The Measure of Greatness

December 29, 2010


"Warts and all" my father would say. It wasn't one of the more famous "Royisms." Certainly not up there with "beer-thirty" or "able to sit up and take nourishment." I'm not even sure that too many people heard him say it or would have remembered if they did. But, for me, it embodies his life in a way that no other expression of his did or could. It was an expression of love - the true love that, as he explained, only fully-developed humans could feel.

"Don't ever assume that animals and small children love you," he taught me. And it's true. A child may at one moment, with every fiber of his being, feel an affection that is deep and irrefutable. But it is based on the circumstances of that moment and his whims. In an instant he may hate you just as deeply for reasons equally circumstantial.
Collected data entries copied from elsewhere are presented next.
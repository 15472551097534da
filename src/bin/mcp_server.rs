//! Element inspector MCP server
//!
//! Exposes element description, subtree extraction and highlighter control
//! for the page open in a Chrome/Chromium instance to MCP clients.

use anyhow::Context;
use clap::{Parser, ValueEnum};
use element_inspector::browser::{BrowserSession, ConnectionOptions, LaunchOptions};
use element_inspector::mcp::InspectorServer;
use rmcp::{
    ServiceExt,
    transport::{
        stdio,
        streamable_http_server::{StreamableHttpService, session::local::LocalSessionManager},
    },
};
use std::path::PathBuf;

#[derive(Debug, Clone, Copy, ValueEnum)]
enum Transport {
    /// Standard input/output transport (default)
    Stdio,
    /// HTTP streamable transport
    Http,
}

#[derive(Parser)]
#[command(name = "inspector-mcp")]
#[command(version)]
#[command(about = "Element inspector MCP server", long_about = None)]
struct Cli {
    /// Launch browser in headed mode (default: headless)
    #[arg(long, short = 'H')]
    headed: bool,

    /// Path to custom browser executable
    #[arg(long, value_name = "PATH")]
    executable_path: Option<PathBuf>,

    /// WebSocket endpoint of a running browser to attach to instead of launching one
    #[arg(long, value_name = "URL")]
    ws_endpoint: Option<String>,

    /// Persistent browser profile directory
    #[arg(long, value_name = "DIR")]
    user_data_dir: Option<PathBuf>,

    /// Disable the Chrome sandbox (needed when running as root in containers)
    #[arg(long)]
    no_sandbox: bool,

    /// Transport type to use
    #[arg(long, short = 't', value_enum, default_value = "stdio")]
    transport: Transport,

    /// Port for the HTTP transport
    #[arg(long, short = 'p', default_value = "3000")]
    port: u16,

    /// HTTP streamable endpoint path
    #[arg(long, default_value = "/mcp")]
    http_path: String,
}

impl Cli {
    fn launch_options(&self) -> LaunchOptions {
        let mut options = LaunchOptions::new().headless(!self.headed).sandbox(!self.no_sandbox);
        if let Some(path) = &self.executable_path {
            options = options.chrome_path(path);
        }
        if let Some(dir) = &self.user_data_dir {
            options = options.user_data_dir(dir);
        }
        options
    }
}

/// Launch a browser, or attach to one when a WebSocket endpoint is given
fn start_server(options: &LaunchOptions, ws_endpoint: Option<&str>) -> element_inspector::Result<InspectorServer> {
    match ws_endpoint {
        Some(url) => Ok(InspectorServer::with_session(BrowserSession::connect(ConnectionOptions::new(url))?)),
        None => InspectorServer::with_options(options.clone()),
    }
}

#[tokio::main(flavor = "current_thread")]
async fn main() -> anyhow::Result<()> {
    // stdout carries the protocol on stdio, so logs go to stderr
    env_logger::Builder::from_env(env_logger::Env::default().default_filter_or("info"))
        .target(env_logger::Target::Stderr)
        .init();

    let cli = Cli::parse();
    let options = cli.launch_options();

    log::info!("Element inspector MCP server v{}", env!("CARGO_PKG_VERSION"));
    log::info!("Browser mode: {}", if options.headless { "headless" } else { "headed" });
    if let Some(endpoint) = &cli.ws_endpoint {
        log::info!("Attaching to browser at {}", endpoint);
    }

    match cli.transport {
        Transport::Stdio => {
            let service = start_server(&options, cli.ws_endpoint.as_deref()).context("Failed to start browser")?;
            log::info!("Ready to accept MCP connections via stdio");

            let server = service.serve(stdio()).await?;
            let quit_reason = server.waiting().await?;
            log::info!("Server quit with reason: {:?}", quit_reason);

            // Let the browser process shut down before exiting
            tokio::time::sleep(tokio::time::Duration::from_millis(200)).await;
        }
        Transport::Http => {
            let bind_addr = format!("127.0.0.1:{}", cli.port);
            let ws_endpoint = cli.ws_endpoint.clone();

            let service_factory = move || {
                start_server(&options, ws_endpoint.as_deref()).map_err(|e| std::io::Error::other(e.to_string()))
            };

            let http_service =
                StreamableHttpService::new(service_factory, LocalSessionManager::default().into(), Default::default());
            let router = axum::Router::new().nest_service(&cli.http_path, http_service);

            log::info!("Ready to accept MCP connections at http://{}{}", bind_addr, cli.http_path);

            let listener = tokio::net::TcpListener::bind(&bind_addr)
                .await
                .with_context(|| format!("Failed to bind {}", bind_addr))?;
            axum::serve(listener, router).await?;
        }
    }

    Ok(())
}
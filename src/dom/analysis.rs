//! Element data extraction

use crate::dom::document::{Document, ElementTarget};
use crate::dom::element::ElementDescriptor;
use crate::error::{InspectorError, Result};

/// Resolve a target to a node, querying the document for selectors
pub fn resolve<D: Document + ?Sized>(document: &D, target: ElementTarget<D::Node>) -> Result<D::Node> {
    match target {
        ElementTarget::Node(node) => Ok(node),
        ElementTarget::Selector(selector) => document
            .query_selector(&selector)?
            .ok_or(InspectorError::ElementNotFound(selector)),
    }
}

/// Describe a single element: tag name, attributes and layout rectangle
pub fn element_data<D: Document + ?Sized>(
    document: &D,
    target: impl Into<ElementTarget<D::Node>>,
) -> Result<ElementDescriptor> {
    let node = resolve(document, target.into())?;

    Ok(ElementDescriptor {
        tag_name: document.tag_name(&node)?,
        attributes: document.attributes(&node)?,
        rect: document.bounding_rect(&node)?,
    })
}

/// Describe a collection of elements, preserving input order
pub fn elements_data<D, I>(document: &D, elements: I) -> Result<Vec<ElementDescriptor>>
where
    D: Document + ?Sized,
    I: IntoIterator<Item = D::Node>,
{
    elements
        .into_iter()
        .map(|node| element_data(document, ElementTarget::Node(node)))
        .collect()
}
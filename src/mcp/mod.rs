//! MCP (Model Context Protocol) server for element inspection
//!
//! Each MCP tool forwards to the tool of the same purpose in the
//! [`ToolRegistry`](crate::tools::ToolRegistry), run against the server's
//! browser session.

pub mod handler;
pub use handler::InspectorServer;

use crate::tools::{
    CreateHighlighterParams, ElementDataParams, ElementTreeParams, HighlightParams, HighlighterIdParams,
    NavigateParams, ScreenshotParams, TargetChildrenParams, ToolContext, ToolResult as InternalToolResult,
};
use rmcp::{
    ErrorData as McpError,
    handler::server::wrapper::Parameters,
    model::{CallToolResult, Content},
    tool, tool_router,
};
use serde::Serialize;

/// Convert internal ToolResult to MCP CallToolResult
fn convert_result(result: InternalToolResult) -> Result<CallToolResult, McpError> {
    if result.success {
        let text = match result.data {
            Some(data) => serde_json::to_string_pretty(&data).unwrap_or_else(|_| data.to_string()),
            None => "Success".to_string(),
        };
        Ok(CallToolResult::success(vec![Content::text(text)]))
    } else {
        let error_msg = result.error.unwrap_or_else(|| "Unknown error".to_string());
        Err(McpError::internal_error(error_msg, None))
    }
}

impl InspectorServer {
    fn run_tool<P: Serialize>(&self, name: &str, params: P) -> Result<CallToolResult, McpError> {
        let params = serde_json::to_value(params).map_err(|e| McpError::invalid_params(e.to_string(), None))?;

        let mut session = self.session();
        let mut context = ToolContext::new(&mut session);

        let result = self
            .tools()
            .execute(name, params, &mut context)
            .unwrap_or_else(|e| InternalToolResult::failure(e.to_string()));

        convert_result(result)
    }
}

#[tool_router]
impl InspectorServer {
    #[tool(description = "Navigate the browser to a URL")]
    fn browser_navigate(&self, params: Parameters<NavigateParams>) -> Result<CallToolResult, McpError> {
        self.run_tool("navigate", params.0)
    }

    #[tool(description = "Describe the first element (or every element) matching a CSS selector: tagName, attributes and bounding rect")]
    fn inspector_element_data(&self, params: Parameters<ElementDataParams>) -> Result<CallToolResult, McpError> {
        self.run_tool("element_data", params.0)
    }

    #[tool(description = "Nested tagName tree of an element's subtree, optionally filtered by selector and walking shadow roots")]
    fn inspector_element_tree(&self, params: Parameters<ElementTreeParams>) -> Result<CallToolResult, McpError> {
        self.run_tool("element_tree", params.0)
    }

    #[tool(description = "Create a named highlighter overlay with optional border and fill colours")]
    fn inspector_create_highlighter(
        &self,
        params: Parameters<CreateHighlighterParams>,
    ) -> Result<CallToolResult, McpError> {
        self.run_tool("create_highlighter", params.0)
    }

    #[tool(description = "Highlight the first element matching a selector, or the topmost element at viewport point (x, y)")]
    fn inspector_highlight(&self, params: Parameters<HighlightParams>) -> Result<CallToolResult, McpError> {
        self.run_tool("highlight", params.0)
    }

    #[tool(description = "Hide a highlighter without forgetting its target")]
    fn inspector_hide_highlighter(&self, params: Parameters<HighlighterIdParams>) -> Result<CallToolResult, McpError> {
        self.run_tool("hide_highlighter", params.0)
    }

    #[tool(description = "Show a hidden highlighter over its current target")]
    fn inspector_show_highlighter(&self, params: Parameters<HighlighterIdParams>) -> Result<CallToolResult, McpError> {
        self.run_tool("show_highlighter", params.0)
    }

    #[tool(description = "Describe the element a highlighter currently targets (null when it has none)")]
    fn inspector_highlighter_target(
        &self,
        params: Parameters<HighlighterIdParams>,
    ) -> Result<CallToolResult, McpError> {
        self.run_tool("highlighter_target", params.0)
    }

    #[tool(description = "Describe the descendants of a highlighter's target that match a selector, in document order")]
    fn inspector_highlighter_target_children(
        &self,
        params: Parameters<TargetChildrenParams>,
    ) -> Result<CallToolResult, McpError> {
        self.run_tool("highlighter_target_children", params.0)
    }

    #[tool(description = "Capture the viewport as a base64 PNG, optionally outlining a highlighter's target")]
    fn browser_screenshot(&self, params: Parameters<ScreenshotParams>) -> Result<CallToolResult, McpError> {
        self.run_tool("screenshot", params.0)
    }
}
The human species is the only one on this planet that is able to consider the totality of a person - those things that are admirable as well as those that are despicable - and still make a conscious decision to love - "warts and all." I am of the opinion that love can only be expressed in this way - with the full knowledge of imperfections. My father did not make it hard to discover his imperfections. While I'm sure this was not always so over the course of his life, the man that I got to know and love was so - quite imperfect in ways too innumerable to mention. And it was my pleasure to witness how he overcame an equally countless number of those imperfections. And, as you would expect, he took many of them to his grave as well. That may help to explain why I have a hard time missing him.

Don't get me wrong. I miss him in ways I can't possibly express. When he drew his last breath there were things lost to me that I will never recover - some that I never discovered - and I will grieve that loss for the rest of my days. But I am not overwhelmed by such feelings.

Those things he left behind are so much more palpable than those things that were lost. And his life- lessons, both intentional and unintentional, resonate with no less intensity for me. His life is not defined by his death.

It did not take long to figure out that this year would mark a year of "firsts" without him. And so it was. We have all celebrated birthdays, holidays and milestones over the past year that he would have been pleased to celebrate with us. So I have been pleased to celebrate each of these for him. I suppose I will think this way less and less over time. But I am sure I will never entirely stop, either. And that is a measure of comfort. But for this year I have, albeit quietly, marked these occasions quite dutifully. A year ago today I was spending my first full day of life without him. And today marks a complete year.

It has been a year of changes, triumphs and defeats for those of us amongst the living. And I suppose one might focus on the fact that my father hasn't been here to witness them or to experience such things for himself. It just seems so pointless to think of how he is no longer changing when, in so many ways, he continues to change me. Warts and all.